Yet she totally laughed at the Gun Shy trailer....sounds like she needs not just two fingers up there but the whole fist!!!! -
Dooval,
Just to re-emphasize my point (and also to somewhat apologize for the tone of my previous post, which was too snarky, even for me -- point I was trying to make there was that I'm not hiding behind a pseudonym because I'm a studio shill, trust me), that opening crash sequence hooked me from the first second and kept me primed for the rest of the story. Maybe the characters didn't behave in a textbook fashion to a traumatic event, but I found them engaging, their behavior satisfyingly unpredictable, and their relationships drawn with enough friction to make them believable. Look, I doubt there's a private detective in the world who can phrase his thoughts with the grace of a gutter poet, but that doesn't make Chandler's Phillip Marlowe any less believable to me. There's a certain stylization that goes into these things -- when a filmmaker goes the extra length and invents people who still manage to surprise you, that's the icing that very often makes the whole cake.
But as I said, I can see where opinions can vary wildly with this film. Still, I suspect that a lion's share of the people reading this page are going to find it a neat, entertaining take on the theme.
Particle Man -
I also saw this movie. i actually saw it at the Butt numb a thon.

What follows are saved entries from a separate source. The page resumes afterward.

use serde::Deserialize;
use std::fs;
use std::path::Path;

use crate::constants::{llm, server};
use crate::error::{GatewayError, GatewayResult};

#[derive(Clone, Debug, Deserialize, PartialEq)]
#[serde(default)]
pub struct ServerConfig {
    pub host: String,
    pub port: u16,
}

impl Default for ServerConfig {
    fn default() -> Self {
        Self {
            host: server::DEFAULT_HOST.to_string(),
            port: server::DEFAULT_PORT,
        }
    }
}

impl ServerConfig {
    pub fn bind_addr(&self) -> String {
        format!("{}:{}", self.host, self.port)
    }
}

#[derive(Clone, Deserialize, PartialEq)]
#[serde(default)]
pub struct LlmConfig {
    pub api_key: Option<String>,
    pub base_url: Option<String>,
    pub model: String,
    pub temperature: f32,
    pub max_tokens: u32,
}

impl Default for LlmConfig {
    fn default() -> Self {
        Self {
            api_key: None,
            base_url: None,
            model: llm::DEFAULT_MODEL.to_string(),
            temperature: llm::DEFAULT_TEMPERATURE,
            max_tokens: llm::DEFAULT_MAX_TOKENS,
        }
    }
}

impl LlmConfig {
    /// An empty key counts as unset.
    pub fn key_configured(&self) -> bool {
        self.api_key.as_deref().is_some_and(|k| !k.trim().is_empty())
    }
}

// Hand-written so the credential never lands in the logs.
impl std::fmt::Debug for LlmConfig {
    fn fmt(&self, f: &mut std::fmt::Formatter<'_>) -> std::fmt::Result {
        f.debug_struct("LlmConfig")
            .field("api_key", &self.api_key.as_ref().map(|_| "<redacted>"))
            .field("base_url", &self.base_url)
            .field("model", &self.model)
            .field("temperature", &self.temperature)
            .field("max_tokens", &self.max_tokens)
            .finish()
    }
}

#[derive(Clone, Debug, Default, Deserialize, PartialEq)]
#[serde(default)]
pub struct AppConfig {
    pub server: ServerConfig,
    pub llm: LlmConfig,
}

impl AppConfig {
    /// Load from `$GATEWAY_CONFIG` (or `config.yaml`), then apply environment
    /// overrides. A missing file yields the defaults.
    pub fn load() -> GatewayResult<Self> {
        let path = std::env::var(server::CONFIG_PATH_ENV)
            .unwrap_or_else(|_| server::DEFAULT_CONFIG_PATH.to_string());

        let mut config = Self::from_file(Path::new(&path))?;
        config.apply_overrides(|key| std::env::var(key).ok());
        Ok(config)
    }

    pub fn from_file(path: &Path) -> GatewayResult<Self> {
        if !path.exists() {
            return Ok(Self::default());
        }
        let content = fs::read_to_string(path)?;
        Self::from_yaml(&content)
    }

    pub fn from_yaml(content: &str) -> GatewayResult<Self> {
        // Strip BOM if present
        let content = content.strip_prefix('\u{feff}').unwrap_or(content);

        if content.trim().is_empty() {
            return Ok(Self::default());
        }

        let config: AppConfig = serde_yaml::from_str(content)?;
        config.validate()?;
        Ok(config)
    }

    /// Overlay values from an environment-like lookup. Empty values are ignored.
    pub fn apply_overrides<F>(&mut self, lookup: F)
    where
        F: Fn(&str) -> Option<String>,
    {
        let get = |key: &str| lookup(key).filter(|v| !v.trim().is_empty());

        if let Some(key) = get(llm::API_KEY_ENV) {
            self.llm.api_key = Some(key);
        }
        if let Some(url) = get(llm::BASE_URL_ENV) {
            self.llm.base_url = Some(url);
        }
        if let Some(model) = get(llm::MODEL_ENV) {
            self.llm.model = model;
        }
        if let Some(host) = get(server::HOST_ENV) {
            self.server.host = host;
        }
        if let Some(port) = get(server::PORT_ENV) {
            match port.trim().parse::<u16>() {
                Ok(p) => self.server.port = p,
                Err(_) => tracing::warn!("Ignoring invalid {}={}", server::PORT_ENV, port),
            }
        }
    }

    fn validate(&self) -> GatewayResult<()> {
        if self.llm.model.trim().is_empty() {
            return Err(GatewayError::Config("llm.model must not be empty".to_string()));
        }
        if !(0.0..=2.0).contains(&self.llm.temperature) {
            return Err(GatewayError::Config(format!(
                "llm.temperature must be within 0.0..=2.0, got {}",
                self.llm.temperature
            )));
        }
        if self.llm.max_tokens == 0 {
            return Err(GatewayError::Config("llm.max_tokens must be positive".to_string()));
        }
        Ok(())
    }
}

This movie blowed. The pacing blowed. The acting blowed. The script blowed. You get the point. And it hurts me saying all this since Vin Diesel was there and was such an awesome guy. You couldn't help but love him. But still. A turd is a turd. And for Harry to say this movie is similar to old Carpenter is sacralige(sic?). Carpenter knew timing. Carpenter knew how to set up suspense. This movie has nothing in common with Carpenter, Foolio!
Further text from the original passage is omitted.